◆ What needs to be done
Search the data for the string "const", and report each line where it is found.

..........

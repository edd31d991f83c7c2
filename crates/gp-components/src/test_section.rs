//! Test section: the flow over a model.
//!
//! A normal shock always stands ahead of the model (pitot tube). Optional
//! wedge and cone bodies add the attached oblique and conical shock states.

use crate::common::{check_finite, isentropic_pressure_ratio};
use crate::error::{ComponentError, ComponentResult};
use crate::oblique::{cone_shock_angle, wedge_shock_angle};
use crate::traits::{FacilityComponent, StageOutput};
use gp_core::units::{mps, pa};
use gp_core::{StageKind, StageRole};
use gp_gas::{GasModel, GasState, NamedState};
use tracing::debug;

#[derive(Debug, Clone, Copy, PartialEq, Default)]
pub struct TestSectionConfig {
    pub wedge_angle_degrees: Option<f64>,
    pub cone_half_angle_degrees: Option<f64>,
}

/// Post-shock state over an inclined body.
#[derive(Debug, Clone)]
struct BodyShock {
    state: NamedState,
    shock_angle_degrees: f64,
}

/// Evaluated test section.
#[derive(Debug, Clone)]
pub struct TestSection {
    entrance: NamedState,
    normal: NamedState,
    wedge: Option<BodyShock>,
    cone: Option<BodyShock>,
    pitot_pressure: f64,
    total_temperature: f64,
}

impl TestSection {
    pub const NORMAL_STATE: &'static str = "state10f";
    pub const WEDGE_STATE: &'static str = "state10w";
    pub const CONE_STATE: &'static str = "state10c";

    pub fn evaluate(
        config: TestSectionConfig,
        entrance: NamedState,
        model: &dyn GasModel,
    ) -> ComponentResult<Self> {
        let state = &entrance.state;
        let mach = state.mach_number();
        if !mach.is_finite() || mach <= 1.0 {
            return Err(ComponentError::NonPhysical {
                what: "test section flow must be supersonic",
            });
        }

        // Stationary shock: gas enters at its lab velocity and leaves at w2.
        let jump = model.shock_jump(state, state.velocity())?;
        let normal = jump.state.with_velocity(jump.w2);
        let pitot_pressure = model.stagnation_state(&normal)?.pressure().value;
        let total_temperature = model.stagnation_state(state)?.temperature().value;
        check_finite(pitot_pressure, "pitot pressure")?;

        let wedge = config
            .wedge_angle_degrees
            .map(|angle| Self::wedge(model, state, angle))
            .transpose()?;
        let cone = config
            .cone_half_angle_degrees
            .map(|angle| Self::cone(model, state, angle))
            .transpose()?;

        debug!(mach, pitot_pressure, total_temperature, "test section evaluated");

        Ok(Self {
            entrance,
            normal: NamedState::new(Self::NORMAL_STATE, normal),
            wedge,
            cone,
            pitot_pressure,
            total_temperature,
        })
    }

    /// Shock at angle `beta` to a stream: normal component jumps, tangential is kept.
    fn oblique_jump(
        model: &dyn GasModel,
        state: &GasState,
        beta: f64,
    ) -> ComponentResult<GasState> {
        let u = state.velocity().value;
        let jump = model.shock_jump(state, mps(u * beta.sin()))?;
        let tangential = u * beta.cos();
        let speed = jump.w2.value.hypot(tangential);
        Ok(jump.state.with_velocity(mps(speed)))
    }

    fn wedge(model: &dyn GasModel, state: &GasState, angle: f64) -> ComponentResult<BodyShock> {
        let gamma = model.gamma_and_r(state).0;
        let beta = wedge_shock_angle(state.mach_number(), angle.to_radians(), gamma)?;
        let post = Self::oblique_jump(model, state, beta)?;
        Ok(BodyShock {
            state: NamedState::new(Self::WEDGE_STATE, post),
            shock_angle_degrees: beta.to_degrees(),
        })
    }

    fn cone(model: &dyn GasModel, state: &GasState, angle: f64) -> ComponentResult<BodyShock> {
        let gamma = model.gamma_and_r(state).0;
        let solution = cone_shock_angle(state.mach_number(), angle.to_radians(), gamma)?;
        // Isentropic compression from behind the shock to the cone surface.
        let post = Self::oblique_jump(model, state, solution.beta)?;
        let total = model.stagnation_state(&post)?;
        let p_surface =
            total.pressure().value * isentropic_pressure_ratio(gamma, solution.surface_mach);
        let surface = model.isentropic_to_pressure(&total, pa(p_surface))?;
        let u = solution.surface_mach * model.speed_of_sound(&surface).value;
        Ok(BodyShock {
            state: NamedState::new(Self::CONE_STATE, surface.with_velocity(mps(u))),
            shock_angle_degrees: solution.beta.to_degrees(),
        })
    }

    pub fn pitot_pressure(&self) -> f64 {
        self.pitot_pressure
    }

    pub fn total_temperature(&self) -> f64 {
        self.total_temperature
    }

    pub fn wedge_state(&self) -> Option<&NamedState> {
        self.wedge.as_ref().map(|w| &w.state)
    }

    pub fn cone_state(&self) -> Option<&NamedState> {
        self.cone.as_ref().map(|c| &c.state)
    }

    pub fn wedge_shock_angle_degrees(&self) -> Option<f64> {
        self.wedge.as_ref().map(|w| w.shock_angle_degrees)
    }

    pub fn cone_shock_angle_degrees(&self) -> Option<f64> {
        self.cone.as_ref().map(|c| c.shock_angle_degrees)
    }
}

impl FacilityComponent for TestSection {
    fn kind(&self) -> StageKind {
        StageKind::TestSection
    }

    fn role(&self) -> StageRole {
        StageRole::TestSection
    }

    fn entrance_state(&self) -> &NamedState {
        &self.entrance
    }

    fn exit_state(&self) -> &NamedState {
        &self.normal
    }

    fn states(&self) -> Vec<&NamedState> {
        let mut states = vec![&self.entrance, &self.normal];
        states.extend(self.wedge.as_ref().map(|w| &w.state));
        states.extend(self.cone.as_ref().map(|c| &c.state));
        states
    }

    fn outputs(&self) -> Vec<StageOutput> {
        let mut out = vec![
            StageOutput::new("pitot_pressure", self.pitot_pressure, "Pa"),
            StageOutput::new("total_temperature", self.total_temperature, "K"),
        ];
        if let Some(angle) = self.wedge_shock_angle_degrees() {
            out.push(StageOutput::new("wedge_shock_angle", angle, "deg"));
        }
        if let Some(angle) = self.cone_shock_angle_degrees() {
            out.push(StageOutput::new("cone_shock_angle", angle, "deg"));
        }
        out
    }
}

..........

◆ Result for this exercise
    pub const NORMAL_STATE: &'static str = "state10f";
    pub const WEDGE_STATE: &'static str = "state10w";
    pub const CONE_STATE: &'static str = "state10c";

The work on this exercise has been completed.